Opinião
A benevolência da tolerância
Tenho para mim claro que o desafio das atuais gerações é só um: asseverar a liberdade e a democracia.
Com uma imprensa cada vez menos livre e financeiramente de rastos, o mundo convertido ao processo digital, o futuro das novas gerações é assegurar que estes não se esgotem como um outro qualquer recurso natural. A sociedade plastificou-se. O problema que enfrentamos pós-covid-19 não será seguramente apenas uma crise de saúde pública ou uma crise económica profunda. É mais grave do que isso e expõe uma realidade que ninguém ligava patavina: o respeito pelos valores mais básicos – a democracia.
A liberdade e o livre-arbítrio. Nunca como antes se tornou óbvia.
Há alguns anos que os sinais são claros: o quarto poder, vulgo meios de comunicação, deixou de ter jurisdição. Os governos não dão importância, o povo não se interessa, e a democracia é um emaranhado de fake news e de tiktoks instantâneos. Os jornalistas voltaram a ser uns peões num jogo em que foram deixados a falar sozinhos. O índice da liberdade de imprensa passou a ser um cardápio de sobremesas.
A distribuição e transferência de poder em processos de tomada de decisão alterou-se. Vejamos. O problema não é uma questão ideológica ou política. É uma matéria de base do sistema. Nos Estados Unidos, o Presidente mente descaradamente, com uma soberba infantil. A verdade passou a ser banida. O respeito pela liberdade e pelos valores democráticos tornou-se um bagatela. No Brasil, as instituições democráticas têm vindo a derreter, como um gelado, ao longo das últimas duas décadas. Alguns países na América do Sul gracejam com a democracia e com o povo. Na Rússia, ser candidato da oposição é uma profissão de elevado risco. Geralmente não se chega ao fim. Em África, é o jogo do monopólio sob a constante vitimização do colonialismo.

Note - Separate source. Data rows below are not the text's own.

/// Compute the BLAKE3 hash of a byte slice, returning the hex-encoded digest.
#[must_use]
pub fn blake3_bytes(data: &[u8]) -> String {
    blake3::hash(data).to_hex().to_string()
}

/// Compute the BLAKE3 hash of a string, returning the hex-encoded digest.
#[must_use]
pub fn blake3_str(data: &str) -> String {
    blake3_bytes(data.as_bytes())
}
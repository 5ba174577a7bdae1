//! Logging initialization for the CLI.
//!
//! Logging is owned by the CLI crate to keep library crates lightweight.
//! Uses tracing with structured JSON output for machine-readable logs.

use tracing::Level;
use tracing_subscriber::{fmt, prelude::*, EnvFilter};

/// Initialize the tracing subscriber based on configuration.
///
/// # Arguments
/// * `verbosity` - 0 = INFO, 1 = DEBUG, 2+ = TRACE
/// * `json` - If true, output stable JSON lines to stderr
/// * `quiet` - If true, only errors are logged, regardless of verbosity
///
/// # Panics
/// Panics if the subscriber cannot be initialized (e.g., called twice).
pub fn init(verbosity: u8, json: bool, quiet: bool) {
    let level = if quiet {
        Level::ERROR
    } else {
        match verbosity {
            0 => Level::INFO,
            1 => Level::DEBUG,
            _ => Level::TRACE,
        }
    };

    // Support RUST_LOG env var, with verbosity flag as override
    let filter = EnvFilter::try_from_default_env()
        .unwrap_or_else(|_| EnvFilter::new("warn"))
        .add_directive(format!("skiff={level}").parse().unwrap())
        .add_directive(level.into());

    let subscriber = tracing_subscriber::registry().with(filter);

    if json {
        // Stable JSON format for machine parsing
        subscriber
            .with(
                fmt::layer()
                    .json()
                    .with_current_span(true)
                    .with_span_list(false)
                    .with_writer(std::io::stderr),
            )
            .init();
    } else {
        subscriber
            .with(fmt::layer().with_target(false).with_writer(std::io::stderr))
            .init();
    }
}
#![deny(clippy::all)]
#![warn(clippy::pedantic)]
#![allow(clippy::module_name_repetitions)]
#![allow(clippy::missing_errors_doc)]
#![allow(clippy::needless_pass_by_value)]
#![allow(clippy::return_self_not_must_use)]

//! Plugin-driven build pipeline.
//!
//! Turns a set of entry inputs into a dependency graph, partitions the
//! graph into output chunks, and produces one payload per chunk. All
//! format knowledge lives in plugins; the engine coordinates dispatch,
//! incremental reuse, and the shared per-run [`Context`].

pub mod asset;
pub mod bundler;
pub mod cache;
pub mod chunks;
pub mod context;
pub mod emit;
pub mod error;
pub mod graph;
pub mod item;
pub mod plugin;

pub use asset::{Asset, Dependencies, Dependency, DependencyMap, Graph};
pub use bundler::{BundleResult, Bundler};
pub use chunks::{dependency_items, Chunk};
pub use context::{BundleOptions, Context, ImportMap, Reload};
pub use emit::Bundles;
pub use error::{Error, Result};
pub use item::{Bundle, DependencyType, Format, Item, Source};
pub use plugin::{BannerPlugin, CreatedBundle, FilePlugin, JsonPlugin, Plugin};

Na União Europeia, a realidade não é nova e está a ser totalmente ignorada.
Se pensarmos que Estados-membros como a Hungria e a Polónia não querem aceitar o Estado de direito, temos de uma vez por todas deixar de ser tolerantes com os intolerantes.
Um dos temas fortes da cimeira europeia de julho passado teve que ver com a necessidade de serem cumpridas as regras do Estado de direito para que os países tenham acesso às novas verbas, o que pões dois destes países em xeque — Hungria e Polónia estão sob o procedimento que prevê sanções no caso de violação grave e persistente dos valores da União Europeia.
E agora, olhando para o nosso umbigo para exemplificar: António Costa elegeu o dinheiro aos valores. Ao defender, à saída de uma reunião com o primeiro-ministro húngaro, Viktor Orbán, que a questão do Estado de direito, embora “central” para Portugal, não deve ser relacionada com as negociações sobre o plano de recuperação económica.
A China: a próxima fase do “capitalismo” de estado chinês está em marcha. Desde que assumiu o poder em 2012, o objetivo político de Xi tem sido o de apertar o controlo do partido e esmagar a dissidência em casa e no exterior. O Ocidente tem de estar preparado para uma maratona mais longa entre as sociedades abertas e o capitalismo de estado da China.
A colossal economia chinesa é complexa e já está totalmente integrada com o resto do mundo. A solução talvez passe pela criação de novas aptidões diplomáticas e conceber novas regras estáveis que permitam a cooperação em algumas áreas, como o combate às mudanças climáticas e pandemias, e ao comércio para continuar a fazer vingar os direitos humanos e a liberdade.
A ciência política moderna precisa de uma revisão. Recordo aqui Karl Popper que foi um defensor da tolerância. Ele disse que a intolerância não deve ser tolerada, pois se a tolerância permitir que a intolerância tenha sucesso, a própria tolerância estará ameaçada. Temos sido, infelizmente, muito tolerantes com os intolerantes. O grande desafio dos anos 20 deste século – e no mundo pós-pandemia – é defender o essencial: a democracia e uma imprensa livre e forte para que as nações possam escolher o seu destino.